Lenting
Konkrete Erinnerungen

Burghard Müller-Dannhausen in der Galerie Lothar Kurz in Lenting

03.01.2013 | Stand 03.12.2020, 0:39 Uhr

Konkretes Prinzip: Höchstens vier Farben und Weiß verwendet Burghard Müller-Dannhausen für ein Bild - Foto: Kurz

Lenting (DK) Als hätte das Ingolstädter Museum für Konkrete Kunst eine Zweigstelle in Lenting, so eindeutig präsentieren sich die Bilder des Malers Burghard Müller-Dannhausen in der dortigen Galerie Lothar Kurz. Geometrisch und farbformal ist das Werk des 65-jährigen akademischen Künstlers aus Koblenz, bestimmt von klar abgegrenzten Farbflächen und -streifen; ganz, so scheint’s, wie es das konkrete Genre klassischerweise verlangt.

Und doch: Etwas ist anders hier. Etwas widerspricht der eigenen Behauptung einer nicht anders als konstruktiv möglichen Deutung. Eigentümlich emotional, atmosphärisch, stimmungshaft wirken die Bilder, ein Schweben und Fließen liegt über den Räumen, deren bildnerische Ausstattung auch das Außen mit einbezieht. Nicht von ungefähr setzte der Künstler in seiner Hängung seine Arbeiten immer wieder in Bezug zum Blick aus den Fenstern der Galerie: Das bewegte Gewirr eines Bambusstrauchs im Garten etwa korrespondiert dann mit vertikalen Streifen in Blau-, Grau- und Brauntönen, die zwar exakt ihre Breiten halten, aber ein wenig aus dem Lot gekippt sind. Ein Zwiegespräch über immanente Ordnung und eigenständige Bewegung scheinen Bild und Strauch zu führen. Konkrete Kunst?

Und dann die Titel! Auch sie formuliert Müller-Dannhausen, der einst eine Schriftsetzerlehre absolvierte, danach die Werkkunstschule Mannheim besuchte und schließlich an der Frankfurter Hochschule für Bildende Künste bei deren Rektor Johannes Schreiter studierte, auf den ersten Blick so genregerecht wie irgend denkbar: Mathematische Zahlenreihen betiteln seine Arbeiten. Doch nicht um Formeln für Farbmischungen, Brechungen, Winkel oder Flächenverhältnisse geht es hier, sondern um das exakte Entstehungsdatum des Bildes. Und das ist bedeutsam für Müller-Dannhausens Werk.

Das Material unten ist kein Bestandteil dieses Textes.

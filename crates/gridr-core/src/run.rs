//! Job lifecycle: the `Run` state machine and POSIX-style exit status.
//!
//! Every job carries exactly one [`Run`] record. Backends observe remote
//! state and report it through `update_job_state`; all mutation of the
//! lifecycle funnels through [`Run::transition`], which keeps the
//! per-state timestamps and the audit history consistent.
//!
//! ```text
//!                   submit            start              reaped
//!          NEW ──────────▶ SUBMITTED ───────▶ RUNNING ──────────▶ TERMINATING ──▶ TERMINATED
//!                              │    suspend      │ ▲
//!                              │      ┌──────────┘ │ resume
//!                              ▼      ▼            │
//!                              └──▶ STOPPED ───────┘
//!
//!          any state ──▶ UNKNOWN (observation lost) ──▶ last observed state
//! ```

use chrono::{DateTime, Utc};
use rustc_hash::FxHashMap;
use serde::{Deserialize, Serialize};

use crate::lrms::AccountingRecord;

/// Engine-synthesized signal numbers.
///
/// Real POSIX signals stop well below 64; these values mark conditions the
/// remote kernel never saw, so the two ranges cannot collide.
pub mod signals {
    /// The job vanished from the backend without a trace.
    pub const LOST: u8 = 120;
    /// Cancelled on caller request.
    pub const CANCELLED: u8 = 121;
    /// Killed by the remote scheduler (cancellation or resource limit).
    pub const REMOTE_KILL: u8 = 122;
    /// Staging the job's output failed.
    pub const DATA_STAGING_FAILURE: u8 = 123;
    /// Remote infrastructure failure (lost node, dead daemon).
    pub const REMOTE_ERROR: u8 = 124;
    /// The submission itself failed; the job never acquired a backend id.
    pub const SUBMISSION_FAILED: u8 = 125;
}

/// `EX_TEMPFAIL` from `sysexits.h`: a transient failure, try again later.
pub const EX_TEMPFAIL: u8 = 75;

/// Lifecycle states shared by every backend.
#[derive(Debug, Clone, Copy, PartialEq, Eq, Hash, Serialize, Deserialize)]
#[serde(rename_all = "SCREAMING_SNAKE_CASE")]
pub enum RunState {
    /// Created locally, not yet given to a backend.
    New,
    /// Accepted by the backend, waiting in its queue.
    Submitted,
    /// Executing remotely.
    Running,
    /// Suspended by the remote scheduler; may resume.
    Stopped,
    /// Left the live queue; accounting and outputs can be collected.
    Terminating,
    /// Fully finished: outputs fetched, record closed. Final.
    Terminated,
    /// The engine cannot observe the true state right now.
    Unknown,
}

impl RunState {
    /// Uppercase state name, as used in logs and session records.
    pub const fn name(self) -> &'static str {
        match self {
            RunState::New => "NEW",
            RunState::Submitted => "SUBMITTED",
            RunState::Running => "RUNNING",
            RunState::Stopped => "STOPPED",
            RunState::Terminating => "TERMINATING",
            RunState::Terminated => "TERMINATED",
            RunState::Unknown => "UNKNOWN",
        }
    }

    /// Whether this is the final state.
    pub const fn is_terminal(self) -> bool {
        matches!(self, RunState::Terminated)
    }

    /// Whether the driver should keep polling the backend for this job.
    pub const fn needs_polling(self) -> bool {
        matches!(
            self,
            RunState::Submitted | RunState::Running | RunState::Stopped | RunState::Unknown
        )
    }
}

impl std::fmt::Display for RunState {
    fn fmt(&self, f: &mut std::fmt::Formatter<'_>) -> std::fmt::Result {
        f.write_str(self.name())
    }
}

/// POSIX-style termination status: exit code byte plus signal byte.
///
/// Packed as `(code << 8) | signal`, the classic wait(2) layout. Synthetic
/// [`signals`] describe engine-level failures in the same shape.
#[derive(Debug, Clone, Copy, PartialEq, Eq, Serialize, Deserialize)]
pub struct ExitStatus {
    /// Remote process exit code.
    pub code: u8,
    /// Terminating signal, `0` for a plain exit.
    pub signal: u8,
}

impl ExitStatus {
    /// Clean exit.
    pub const fn success() -> ExitStatus {
        ExitStatus { code: 0, signal: 0 }
    }

    /// Build from explicit code and signal bytes.
    pub const fn from_parts(code: u8, signal: u8) -> ExitStatus {
        ExitStatus { code, signal }
    }

    /// Interpret a shell-reported exit code: values above 128 mean
    /// "terminated by signal `rc - 128`".
    pub const fn from_shell_exit(rc: u32) -> ExitStatus {
        let rc = (rc & 0xff) as u8;
        if rc > 128 {
            ExitStatus {
                code: 0,
                signal: rc - 128,
            }
        } else {
            ExitStatus {
                code: rc,
                signal: 0,
            }
        }
    }

    /// The remote scheduler killed the job (cancellation, walltime).
    pub const fn killed_by_system() -> ExitStatus {
        ExitStatus {
            code: EX_TEMPFAIL,
            signal: signals::REMOTE_KILL,
        }
    }

    /// The job died with the remote infrastructure (node failure).
    pub const fn remote_error() -> ExitStatus {
        ExitStatus {
            code: EX_TEMPFAIL,
            signal: signals::REMOTE_ERROR,
        }
    }

    /// Cancelled on caller request before a real status was seen.
    pub const fn cancelled() -> ExitStatus {
        ExitStatus {
            code: 0,
            signal: signals::CANCELLED,
        }
    }

    /// Submission never succeeded.
    pub const fn submission_failed() -> ExitStatus {
        ExitStatus {
            code: 0,
            signal: signals::SUBMISSION_FAILED,
        }
    }

    /// wait(2)-style packed value.
    pub const fn to_raw(self) -> u16 {
        ((self.code as u16) << 8) | ((self.signal & 0x7f) as u16)
    }

    /// Unpack a wait(2)-style value.
    pub const fn from_raw(raw: u16) -> ExitStatus {
        ExitStatus {
            code: (raw >> 8) as u8,
            signal: (raw & 0x7f) as u8,
        }
    }

    /// Clean exit with code 0 and no signal.
    pub const fn is_success(self) -> bool {
        self.code == 0 && self.signal == 0
    }
}

impl std::fmt::Display for ExitStatus {
    fn fmt(&self, f: &mut std::fmt::Formatter<'_>) -> std::fmt::Result {
        if self.signal != 0 {
            write!(f, "killed by signal {}", self.signal)
        } else {
            write!(f, "exit code {}", self.code)
        }
    }
}

/// One timestamped line in a job's audit history.
#[derive(Debug, Clone, PartialEq, Eq, Serialize, Deserialize)]
pub struct HistoryEntry {
    /// When the event was recorded (engine clock).
    pub timestamp: DateTime<Utc>,
    /// Human-readable description.
    pub message: String,
}

/// The mutable execution record attached to a job.
///
/// The engine owns this record; backend adapters write observations into
/// it but the lifecycle state itself only moves through [`Run::transition`].
#[derive(Debug, Clone, Serialize, Deserialize)]
pub struct Run {
    state: RunState,
    /// When the current state was entered.
    pub state_last_changed: DateTime<Utc>,
    /// Backend-assigned job id, set on successful submission.
    pub lrms_jobid: Option<String>,
    /// Remote sandbox directory holding the job's files.
    pub lrms_execdir: Option<String>,
    /// stdout file name inside the sandbox.
    pub stdout_filename: Option<String>,
    /// stderr file name inside the sandbox; `None` when joined into stdout.
    pub stderr_filename: Option<String>,
    /// Raw status string from the last successful backend observation.
    pub remote_status: Option<String>,
    /// Exit status, once known.
    pub exit_status: Option<ExitStatus>,
    /// Accounted usage, once retrieved.
    pub usage: Option<AccountingRecord>,
    /// First time the information system failed to answer for this job;
    /// cleared by any successful observation. Drives the grace window.
    pub unobserved_since: Option<DateTime<Utc>>,
    /// Most recent entry time into each state.
    pub timestamps: FxHashMap<RunState, DateTime<Utc>>,
    /// Append-only audit log.
    pub history: Vec<HistoryEntry>,
}

impl Run {
    /// A fresh record in [`RunState::New`].
    pub fn new() -> Run {
        let now = Utc::now();
        let mut timestamps = FxHashMap::default();
        timestamps.insert(RunState::New, now);
        Run {
            state: RunState::New,
            state_last_changed: now,
            lrms_jobid: None,
            lrms_execdir: None,
            stdout_filename: None,
            stderr_filename: None,
            remote_status: None,
            exit_status: None,
            usage: None,
            unobserved_since: None,
            timestamps,
            history: Vec::new(),
        }
    }

    /// Current lifecycle state.
    pub fn state(&self) -> RunState {
        self.state
    }

    /// Move to `to`, recording the timestamp and a history entry.
    ///
    /// Entering the current state again is a no-op. A `TERMINATED` record
    /// is frozen: attempts to leave it are logged and ignored.
    pub fn transition(&mut self, to: RunState) {
        if self.state == to {
            return;
        }
        if self.state.is_terminal() {
            tracing::warn!(from = %self.state, %to, "ignoring transition out of a terminal state");
            return;
        }
        let now = Utc::now();
        tracing::debug!(from = %self.state, %to, "state transition");
        self.history.push(HistoryEntry {
            timestamp: now,
            message: format!("state changed {} -> {}", self.state, to),
        });
        self.timestamps.insert(to, now);
        self.state_last_changed = now;
        self.state = to;
    }

    /// Append a free-form history entry.
    pub fn record(&mut self, message: impl Into<String>) {
        self.history.push(HistoryEntry {
            timestamp: Utc::now(),
            message: message.into(),
        });
    }

    /// wait(2)-style packed exit value, once the status is known.
    pub fn returncode(&self) -> Option<u16> {
        self.exit_status.map(ExitStatus::to_raw)
    }
}

impl Default for Run {
    fn default() -> Run {
        Run::new()
    }
}

#[cfg(test)]
mod tests {
    use super::*;

    #[test]
    fn fresh_record_starts_new() {
        let run = Run::new();
        assert_eq!(run.state(), RunState::New);
        assert!(run.timestamps.contains_key(&RunState::New));
        assert!(run.exit_status.is_none());
    }

    #[test]
    fn transition_records_timestamp_and_history() {
        let mut run = Run::new();
        run.transition(RunState::Submitted);
        assert_eq!(run.state(), RunState::Submitted);
        assert!(run.timestamps.contains_key(&RunState::Submitted));
        assert_eq!(run.history.len(), 1);
        assert!(run.history[0].message.contains("NEW -> SUBMITTED"));
        assert_eq!(
            run.state_last_changed,
            run.timestamps[&RunState::Submitted]
        );
    }

    #[test]
    fn same_state_transition_is_a_noop() {
        let mut run = Run::new();
        run.transition(RunState::Submitted);
        let before = run.history.len();
        run.transition(RunState::Submitted);
        assert_eq!(run.history.len(), before);
    }

    #[test]
    fn terminated_is_frozen() {
        let mut run = Run::new();
        run.transition(RunState::Submitted);
        run.transition(RunState::Running);
        run.transition(RunState::Terminating);
        run.transition(RunState::Terminated);
        run.transition(RunState::Running);
        assert_eq!(run.state(), RunState::Terminated);
    }

    #[test]
    fn timestamps_are_monotonic() {
        let mut run = Run::new();
        for state in [
            RunState::Submitted,
            RunState::Running,
            RunState::Terminating,
            RunState::Terminated,
        ] {
            run.transition(state);
        }
        let mut previous = run.timestamps[&RunState::New];
        for state in [
            RunState::Submitted,
            RunState::Running,
            RunState::Terminating,
            RunState::Terminated,
        ] {
            let at = run.timestamps[&state];
            assert!(at >= previous, "{state} happened before its predecessor");
            previous = at;
        }
    }

    #[test]
    fn state_accessors() {
        assert!(RunState::Terminated.is_terminal());
        assert!(!RunState::Terminating.is_terminal());
        assert!(RunState::Unknown.needs_polling());
        assert!(!RunState::Terminating.needs_polling());
        assert_eq!(RunState::Stopped.name(), "STOPPED");
    }

    #[test]
    fn exit_status_packing() {
        let s = ExitStatus::from_parts(3, 0);
        assert_eq!(s.to_raw(), 3 << 8);
        assert_eq!(ExitStatus::from_raw(s.to_raw()), s);

        let killed = ExitStatus::killed_by_system();
        assert_eq!(killed.code, EX_TEMPFAIL);
        assert_eq!(killed.signal, signals::REMOTE_KILL);
        assert!(!killed.is_success());
        assert_eq!(ExitStatus::from_raw(killed.to_raw()), killed);
    }

    #[test]
    fn shell_exit_conversion() {
        assert_eq!(ExitStatus::from_shell_exit(0), ExitStatus::success());
        assert_eq!(ExitStatus::from_shell_exit(7).code, 7);
        // 137 = 128 + SIGKILL
        let sigkill = ExitStatus::from_shell_exit(137);
        assert_eq!(sigkill.signal, 9);
        assert_eq!(sigkill.code, 0);
    }

    #[test]
    fn display_forms() {
        assert_eq!(ExitStatus::success().to_string(), "exit code 0");
        assert_eq!(
            ExitStatus::killed_by_system().to_string(),
            format!("killed by signal {}", signals::REMOTE_KILL)
        );
    }
}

Denn von Erlebnissen, die ihn berühren, lässt sich der Künstler zur Bildidee inspirieren; seine Gefühle und Stimmungen zum Ereignis transformiert er (mit zeitlichem Abstand) in farbformale Sprache. Erinnerungstagebücher sind die Bilder – und das, unterschwellig spürbar in der poetischen, ja intimen Atmosphäre der Ausstellung, ist dem konkreten Prinzip gänzlich diametral.

Und doch ist Burghard Müller-Dannhausens Kunst, sind seine Streifen und Flächen, seine eigenen Gestaltungscredi optisch und inhaltlich eindeutig konkret. Es ist die Spannung zwischen zu Sehendem und zu Fühlendem, die Gleichberechtigung zwischen Prinzip und individueller Stimmung, der die Präsentation in der Lentinger Galerie ihren besonderen Reiz verdankt.

Galerie Lothar Kurz, Lenting, bis 31. Januar, geöffnet Mo bis Fr von 8 bis 16 Uhr, Sa von 8 bis 12 Uhr.